At Atomic Mind company, also based in New York, some students take up to seven hours of tutoring a day to strengthen their academic profile. Counselors help students write speeches for student government races and craft proposals to create new clubs. 

While ultra-wealthy families that can make a sizable donation still have an advantage in the admissions game, Leelila Strogov, CEO and founder of the consultant company, said the odds are stacked against “regular rich” applicants who must distinguish themselves from high-achieving peers.

 

What are the best Colleges?

There is a stark difference in admissions gradients by parental income between selective public and private institutions. Highly selective private colleges may have the capacity to change the composition of their student bodies by changing their admissions practices. “Thus they emulate those used by highly selective public colleges,” the study by a group of economists at Harvard stated.

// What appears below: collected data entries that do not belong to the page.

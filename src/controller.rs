//! The application controller: sole owner of the tags, tasks, identity and
//! editor draft. Screens read through the accessors and change state only
//! through the named operations below. Every mutation is written through
//! to storage immediately.

use std::time::{Duration, Instant};

use tracing::{info, warn};

use crate::io::records::{self, RecordError};
use crate::io::storage::KeyValueStore;
use crate::model::screen::Screen;
use crate::model::tag::{FALLBACK_TAG_ID, Tag};
use crate::model::task::{Draft, Task};
use crate::nav::{History, NavMethod, Navigator};
use crate::ops::identity::{IdentityError, validate_email};
use crate::ops::ids::{next_id, now_millis};
use crate::ops::order;
use crate::ops::tag_ops::{self, TagError};
use crate::ops::task_ops::{self, TaskError};

pub struct Controller<S: KeyValueStore, H: History> {
    store: S,
    nav: Navigator<H>,
    identity: Option<String>,
    tags: Vec<Tag>,
    tasks: Vec<Task>,
    draft: Draft,
    /// Task being edited in the note editor (None = creating)
    editing: Option<String>,
    welcome_delay: Duration,
    /// When the welcome screen advances to Home
    welcome_deadline: Option<Instant>,
}

impl<S: KeyValueStore, H: History> Controller<S, H> {
    /// Load persisted state and start navigation
    pub fn load(store: S, history: H, welcome_delay: Duration) -> Self {
        let identity = records::load_identity(&store);
        let tags = records::load_tags(&store);
        let tasks = records::load_tasks(&store);
        info!(
            signed_in = identity.is_some(),
            tags = tags.len(),
            tasks = tasks.len(),
            "loaded state"
        );
        let nav = Navigator::start(history, identity.is_some());
        Controller {
            store,
            nav,
            identity,
            tags,
            tasks,
            draft: Draft::default(),
            editing: None,
            welcome_delay,
            welcome_deadline: None,
        }
    }

    // -----------------------------------------------------------------------
    // Accessors
    // -----------------------------------------------------------------------

    pub fn screen(&self) -> Screen {
        self.nav.current()
    }

    pub fn identity(&self) -> Option<&str> {
        self.identity.as_deref()
    }

    pub fn tags(&self) -> &[Tag] {
        &self.tags
    }

    pub fn tasks(&self) -> &[Task] {
        &self.tasks
    }

    pub fn tag(&self, id: &str) -> Option<&Tag> {
        tag_ops::resolve_tag(&self.tags, id)
    }

    pub fn draft(&self) -> &Draft {
        &self.draft
    }

    /// The task open in the note editor, if editing an existing one
    pub fn editing_task(&self) -> Option<&Task> {
        self.editing
            .as_deref()
            .and_then(|id| task_ops::find_task(&self.tasks, id))
    }

    pub fn is_editing(&self) -> bool {
        self.editing.is_some()
    }

    /// Home list for a search query, in display order
    pub fn visible_tasks(&self, query: &str) -> Vec<&Task> {
        order::visible_tasks(&self.tasks, &self.tags, query)
    }

    /// (completed, total)
    pub fn progress(&self) -> (usize, usize) {
        order::progress(&self.tasks)
    }

    pub fn welcome_deadline(&self) -> Option<Instant> {
        self.welcome_deadline
    }

    pub fn navigator(&self) -> &Navigator<H> {
        &self.nav
    }

    pub fn store(&self) -> &S {
        &self.store
    }

    // -----------------------------------------------------------------------
    // Navigation plumbing
    // -----------------------------------------------------------------------

    fn go(&mut self, to: Screen, method: NavMethod) {
        self.nav.navigate(to, method);
        if to != Screen::Welcome {
            self.welcome_deadline = None;
        }
    }

    /// Apply pending back notifications from the history. Returns true if
    /// any were applied.
    pub fn process_history(&mut self) -> bool {
        let applied = self.nav.process_pops(self.identity.is_some());
        let screen = self.nav.current();
        if screen != Screen::Welcome {
            self.welcome_deadline = None;
        }
        // Outside the editors there is no draft to keep
        if applied > 0 && matches!(screen, Screen::Home | Screen::Login) {
            self.draft = Draft::default();
            self.editing = None;
        }
        applied > 0
    }

    /// Generic back navigation, as a platform back button would do it
    pub fn go_back(&mut self) -> bool {
        self.nav.back()
    }

    /// Advance the welcome timer. Returns true if it fired.
    pub fn tick(&mut self, now: Instant) -> bool {
        match self.welcome_deadline {
            Some(deadline) if now >= deadline => {
                self.welcome_deadline = None;
                if self.nav.current() == Screen::Welcome {
                    self.go(Screen::Home, NavMethod::Replace);
                }
                true
            }
            _ => false,
        }
    }

    // -----------------------------------------------------------------------
    // Identity
    // -----------------------------------------------------------------------

    /// Sign in with an email. On success shows the welcome screen, which
    /// advances to Home once the delay elapses.
    pub fn login(&mut self, email: &str) -> Result<(), IdentityError> {
        let email = validate_email(email)?;
        self.identity = Some(email.to_string());
        log_write(records::save_identity(&mut self.store, email));
        info!(email, "signed in");
        self.go(Screen::Welcome, NavMethod::Replace);
        self.welcome_deadline = Some(Instant::now() + self.welcome_delay);
        Ok(())
    }

    pub fn logout(&mut self) {
        self.identity = None;
        log_write(records::clear_identity(&mut self.store));
        self.draft = Draft::default();
        self.editing = None;
        info!("signed out");
        self.go(Screen::Login, NavMethod::Replace);
    }

    // -----------------------------------------------------------------------
    // Note editor workflow
    // -----------------------------------------------------------------------

    /// Open the editor on a blank note
    pub fn new_note(&mut self) {
        self.editing = None;
        self.draft = Draft::default();
        self.go(Screen::EditNote, NavMethod::Push);
    }

    /// Open the editor on an existing task
    pub fn edit_task(&mut self, id: &str) -> Result<(), TaskError> {
        let task = task_ops::find_task(&self.tasks, id)
            .ok_or_else(|| TaskError::NotFound(id.to_string()))?;
        self.draft = Draft::from_task(task);
        self.editing = Some(id.to_string());
        self.go(Screen::EditNote, NavMethod::Push);
        Ok(())
    }

    /// Create or update the task from the editor fields, then go back.
    /// Nothing changes if the fields are invalid.
    pub fn save_note(&mut self, draft: Draft) -> Result<(), TaskError> {
        let fields = task_ops::fields_from_draft(&draft, &self.tags)?;
        match self.editing.clone() {
            Some(id) => {
                task_ops::update_task(&mut self.tasks, &id, fields)?;
                info!(%id, "updated task");
            }
            None => {
                let id = next_id(self.tasks.iter().map(|t| t.id.as_str()), now_millis());
                let task = task_ops::create_task(&mut self.tasks, id, fields);
                info!(id = %task.id, "created task");
            }
        }
        self.persist_tasks();
        self.close_note();
        Ok(())
    }

    /// Delete the task open in the editor, then go back
    pub fn delete_note(&mut self) -> Result<Task, TaskError> {
        let id = self.editing.clone().ok_or(TaskError::NotEditing)?;
        let removed = task_ops::delete_task(&mut self.tasks, &id)?;
        info!(%id, "deleted task");
        self.persist_tasks();
        self.close_note();
        Ok(removed)
    }

    /// Leave the editor without saving
    pub fn cancel_note(&mut self) {
        self.close_note();
    }

    fn close_note(&mut self) {
        self.draft = Draft::default();
        self.editing = None;
        self.nav.back();
    }

    // -----------------------------------------------------------------------
    // Tag editor workflow
    // -----------------------------------------------------------------------

    /// Stash the editor fields and open the tag editor
    pub fn open_tag_editor(&mut self, draft: Draft) {
        self.draft = draft;
        self.go(Screen::EditTag, NavMethod::Push);
    }

    /// Create a tag, select it in the draft and go back to the note editor
    pub fn save_tag(&mut self, label: &str, color: &str) -> Result<Tag, TagError> {
        let id = next_id(self.tags.iter().map(|t| t.id.as_str()), now_millis());
        let tag = tag_ops::create_tag(&mut self.tags, id, label, color)?;
        info!(id = %tag.id, label = %tag.label, "created tag");
        self.persist_tags();
        self.draft.tag_id = Some(tag.id.clone());
        self.nav.back();
        Ok(tag)
    }

    pub fn cancel_tag(&mut self) {
        self.nav.back();
    }

    /// Delete a tag, moving its tasks to the fallback tag. Returns how many
    /// tasks moved.
    pub fn delete_tag(&mut self, id: &str) -> Result<usize, TagError> {
        let moved = tag_ops::delete_tag(&mut self.tags, &mut self.tasks, id)?;
        info!(id, reassigned = moved, "deleted tag");
        self.persist_tags();
        self.persist_tasks();
        if self.draft.tag_id.as_deref() == Some(id) {
            self.draft.tag_id = Some(self.first_tag_id());
        }
        Ok(moved)
    }

    /// Id of the first tag, or the fallback id if there are none
    pub fn first_tag_id(&self) -> String {
        self.tags
            .first()
            .map(|t| t.id.clone())
            .unwrap_or_else(|| FALLBACK_TAG_ID.to_string())
    }

    // -----------------------------------------------------------------------
    // Home list actions
    // -----------------------------------------------------------------------

    pub fn toggle_task(&mut self, id: &str) -> Result<bool, TaskError> {
        let completed = task_ops::toggle_task(&mut self.tasks, id)?;
        info!(id, completed, "toggled task");
        self.persist_tasks();
        Ok(completed)
    }

    pub fn delete_task(&mut self, id: &str) -> Result<Task, TaskError> {
        let removed = task_ops::delete_task(&mut self.tasks, id)?;
        info!(id, "deleted task");
        self.persist_tasks();
        Ok(removed)
    }

    // -----------------------------------------------------------------------
    // Persistence
    // -----------------------------------------------------------------------

    fn persist_tasks(&mut self) {
        log_write(records::save_tasks(&mut self.store, &self.tasks));
    }

    fn persist_tags(&mut self) {
        log_write(records::save_tags(&mut self.store, &self.tags));
    }
}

According to the 2023 World University Rankings, the University of Oxford tops the ranking for the seventh consecutive year. Harvard University remains in second place, but the University of Cambridge jumped from joint fifth last year to third. The highest entry is Italy´s Humanitas University, ranked in the 201-250 bracket. 

The US is the most represented country overall, with 177 institutions, and also the most represented in the top 200 (58). Mainland China now has the fourth-highest number of institutions in the top 200 (10) having overtaken Australia, which has dropped to fifth, joint with the Netherlands. Five countries entered the ranking for the first time, all of them in Africa: Zambia, Namibia, Mozambique, Zimbabwe, and Mauritius.